Siapapun dari kita pasti pernah marah.
Bahkan tak sedikit yang merasakan marah dan emosi yang sangat membara. Memang
tak dapat dipungkiri bahwasanya marah adalah tabiat yang tidak akan mungkin
luput dari manusia, karena marah merupakan hawa nafsu yang Allah telah tetapkan
ada pada diri setiap manusia.
Rasulullah shallallahu ‘alaihi wa sallam
pun terkadang timbul rasa marah pada diri beliau. Disebutkan di dalam sebuah
hadis yang diriwayatkan oleh Imam Muslim di dalam kitab Shahih-nya bahwa
Rasulullah mengatakan: “Aku ini hanya manusia biasa, aku senang sebagaimana
manusia senang, dan aku bisa marah sebagaimana manusia marah.” (HR. Muslim)
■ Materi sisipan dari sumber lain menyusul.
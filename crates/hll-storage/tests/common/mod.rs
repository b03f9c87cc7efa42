//! Shared fixtures for integration tests.

#![allow(dead_code)]

use std::path::Path;
use std::sync::Arc;
use std::sync::atomic::{AtomicBool, AtomicU64, AtomicUsize, Ordering};
use std::time::Duration as StdDuration;

use async_trait::async_trait;
use chrono::{DateTime, Duration, TimeZone, Utc};
use hll_core::{
    EventRange, EventType, GuildId, LogEvent, LogPayload, PlayerRef, SessionId, SessionIdRange,
    SessionMeta, SessionRecord,
};
use hll_storage::backend::{EventCursor, SessionHandle, SessionStats, StorageBackend};
use hll_storage::legacy::ConnectionConfig;
use hll_storage::{BackendKind, CentralConnector, LegacyStore, Result, StorageError};
use parking_lot::Mutex;
use tokio_util::sync::CancellationToken;

pub fn t0() -> DateTime<Utc> {
    Utc.with_ymd_and_hms(2024, 3, 1, 18, 0, 0).unwrap()
}

pub fn meta(id: i64) -> SessionMeta {
    SessionMeta {
        id: SessionId::new(id),
        guild_id: GuildId::new(900),
        name: format!("session {id}"),
        start_time: t0(),
        end_time: None,
        is_auto: false,
        modifier_flags: 0,
        credentials: None,
    }
}

pub fn event(seq: i64) -> LogEvent {
    LogEvent::new(
        t0() + Duration::seconds(seq),
        seq,
        EventType::Kill,
        LogPayload {
            player: Some(PlayerRef {
                name: format!("player{seq}"),
                id: format!("7656{seq}"),
                ..PlayerRef::default()
            }),
            weapon: Some("M1 GARAND".into()),
            ..LogPayload::default()
        },
    )
}

pub fn events(seqs: std::ops::RangeInclusive<i64>) -> Vec<LogEvent> {
    seqs.map(event).collect()
}

pub fn legacy_store(dir: &Path, name: &str) -> LegacyStore {
    LegacyStore::open_path(&dir.join(name), &ConnectionConfig::default()).unwrap()
}

/// Wraps a real backend with fault injection.
pub struct TestBackend {
    inner: Arc<dyn StorageBackend>,
    kind: BackendKind,
    unreachable: AtomicBool,
    schema_missing: AtomicBool,
    ping_delay_ms: AtomicU64,
    slow_appends: Mutex<Option<(usize, StdDuration)>>,
    fail_appends: AtomicUsize,
    fail_appends_after_commit: AtomicUsize,
    appends: AtomicUsize,
    cancel_after_appends: Mutex<Option<(usize, CancellationToken)>>,
}

impl TestBackend {
    pub fn new(inner: Arc<dyn StorageBackend>, kind: BackendKind) -> Arc<Self> {
        Arc::new(Self {
            inner,
            kind,
            unreachable: AtomicBool::new(false),
            schema_missing: AtomicBool::new(false),
            ping_delay_ms: AtomicU64::new(0),
            slow_appends: Mutex::new(None),
            fail_appends: AtomicUsize::new(0),
            fail_appends_after_commit: AtomicUsize::new(0),
            appends: AtomicUsize::new(0),
            cancel_after_appends: Mutex::new(None),
        })
    }

    /// A SQLite file posing as the central store.
    pub fn central(dir: &Path) -> Arc<Self> {
        Self::new(Arc::new(legacy_store(dir, "central.db")), BackendKind::Central)
    }

    pub fn set_unreachable(&self, down: bool) {
        self.unreachable.store(down, Ordering::SeqCst);
    }

    /// Answer like a reachable database that was never migrated.
    pub fn set_schema_missing(&self, missing: bool) {
        self.schema_missing.store(missing, Ordering::SeqCst);
    }

    /// Delay every ping by `ms`.
    pub fn delay_pings(&self, ms: u64) {
        self.ping_delay_ms.store(ms, Ordering::SeqCst);
    }

    /// Delay the next `n` appends by `delay` before they write.
    pub fn delay_next_appends(&self, n: usize, delay: StdDuration) {
        *self.slow_appends.lock() = Some((n, delay));
    }

    /// Fail the next `n` appends without writing.
    pub fn fail_next_appends(&self, n: usize) {
        self.fail_appends.store(n, Ordering::SeqCst);
    }

    /// Commit the next `n` appends, then report them as failed.
    pub fn fail_next_appends_after_commit(&self, n: usize) {
        self.fail_appends_after_commit.store(n, Ordering::SeqCst);
    }

    /// Cancel `token` once `n` appends have committed.
    pub fn cancel_after_appends(&self, n: usize, token: CancellationToken) {
        *self.cancel_after_appends.lock() = Some((n, token));
    }

    pub fn append_calls(&self) -> usize {
        self.appends.load(Ordering::SeqCst)
    }

    fn check(&self) -> Result<()> {
        if self.unreachable.load(Ordering::SeqCst) {
            return Err(StorageError::unavailable(self.kind, "connection refused"));
        }
        if self.schema_missing.load(Ordering::SeqCst) {
            return Err(StorageError::unavailable(
                self.kind,
                r#"relation "sessions" does not exist"#,
            ));
        }
        Ok(())
    }

    fn take_append_delay(&self) -> Option<StdDuration> {
        let mut slow = self.slow_appends.lock();
        let (left, delay) = slow.as_mut()?;
        let delay = *delay;
        *left -= 1;
        if *left == 0 {
            *slow = None;
        }
        Some(delay)
    }
}

fn take_one(counter: &AtomicUsize) -> bool {
    counter
        .fetch_update(Ordering::SeqCst, Ordering::SeqCst, |n| n.checked_sub(1))
        .is_ok()
}

#[async_trait]
impl StorageBackend for TestBackend {
    fn kind(&self) -> BackendKind {
        self.kind
    }

    async fn ping(&self) -> Result<()> {
        let delay = self.ping_delay_ms.load(Ordering::SeqCst);
        if delay > 0 {
            tokio::time::sleep(StdDuration::from_millis(delay)).await;
        }
        if self.unreachable.load(Ordering::SeqCst) {
            return Err(StorageError::unavailable(self.kind, "connection refused"));
        }
        self.inner.ping().await
    }

    async fn schema_ready(&self) -> Result<bool> {
        Ok(!self.schema_missing.load(Ordering::SeqCst))
    }

    async fn create_session(&self, meta: &SessionMeta) -> Result<SessionHandle> {
        self.check()?;
        self.inner.create_session(meta).await
    }

    async fn append_events(&self, session_id: SessionId, batch: &[LogEvent]) -> Result<()> {
        if let Some(delay) = self.take_append_delay() {
            tokio::time::sleep(delay).await;
        }
        self.check()?;
        if take_one(&self.fail_appends) {
            return Err(StorageError::unavailable(self.kind, "statement timeout"));
        }
        self.inner.append_events(session_id, batch).await?;
        let done = self.appends.fetch_add(1, Ordering::SeqCst) + 1;
        if let Some((n, token)) = self.cancel_after_appends.lock().as_ref() {
            if done >= *n {
                token.cancel();
            }
        }
        if take_one(&self.fail_appends_after_commit) {
            return Err(StorageError::unavailable(self.kind, "connection reset after commit"));
        }
        Ok(())
    }

    fn read_page_size(&self) -> usize {
        self.inner.read_page_size()
    }

    async fn read_page(
        &self,
        session_id: SessionId,
        range: &EventRange,
        after: Option<EventCursor>,
        limit: usize,
    ) -> Result<Vec<LogEvent>> {
        self.check()?;
        self.inner.read_page(session_id, range, after, limit).await
    }

    async fn read_after_sequence(
        &self,
        session_id: SessionId,
        after_seq: Option<i64>,
        limit: usize,
    ) -> Result<Vec<LogEvent>> {
        self.check()?;
        self.inner.read_after_sequence(session_id, after_seq, limit).await
    }

    async fn close_session(&self, session_id: SessionId, end_time: DateTime<Utc>) -> Result<()> {
        self.check()?;
        self.inner.close_session(session_id, end_time).await
    }

    async fn mark_session_deleted(&self, session_id: SessionId, at: DateTime<Utc>) -> Result<()> {
        self.check()?;
        self.inner.mark_session_deleted(session_id, at).await
    }

    async fn delete_session(&self, session_id: SessionId) -> Result<()> {
        self.check()?;
        self.inner.delete_session(session_id).await
    }

    async fn get_session(&self, session_id: SessionId) -> Result<Option<SessionRecord>> {
        self.check()?;
        self.inner.get_session(session_id).await
    }

    async fn list_sessions(&self, range: SessionIdRange) -> Result<Vec<SessionRecord>> {
        self.check()?;
        self.inner.list_sessions(range).await
    }

    async fn import_session(&self, record: &SessionRecord) -> Result<()> {
        self.check()?;
        self.inner.import_session(record).await
    }

    async fn session_stats(&self, session_id: SessionId) -> Result<SessionStats> {
        self.check()?;
        self.inner.session_stats(session_id).await
    }

    async fn purge_expired_sessions(&self, before: DateTime<Utc>) -> Result<Vec<SessionId>> {
        self.check()?;
        self.inner.purge_expired_sessions(before).await
    }
}

/// Connector handing out a fixed backend, or failing when there is none.
pub struct StaticConnector {
    backend: Option<Arc<dyn StorageBackend>>,
}

impl StaticConnector {
    pub fn new(backend: Arc<dyn StorageBackend>) -> Arc<Self> {
        Arc::new(Self {
            backend: Some(backend),
        })
    }

    pub fn failing() -> Arc<Self> {
        Arc::new(Self { backend: None })
    }
}

#[async_trait]
impl CentralConnector for StaticConnector {
    async fn connect(&self) -> Result<Arc<dyn StorageBackend>> {
        self.backend
            .clone()
            .ok_or_else(|| StorageError::unavailable(BackendKind::Central, "no route to host"))
    }
}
Hadis tersebut menunjukkan bahwasanya
seorang yang paling mulia di atas muka bumi ini pun tidak luput dari sifat
marah. Namun perlu digarisbawahi, marahnya Rasulullah shallallahu ‘alaihi wa
sallam tentu marah yang terpuji, yaitu ketika syariat Allah subhanahu wa
ta’ala dilanggar dan tidak dijalankan oleh para sahabatnya. Hal ini juga
menjelaskan kepada kita semua bahwasanya Rasulullah merupakan manusia biasa
yang Allah turunkan wahyu kepada beliau.
Bersamaan dengan hal itu, apabila seseorang
bergejolak amarahnya bak bara api yang merah menyala-nyala lalu dia
meluapkannya, maka setan akan bersorak gembira melihat keadaan seperti ini.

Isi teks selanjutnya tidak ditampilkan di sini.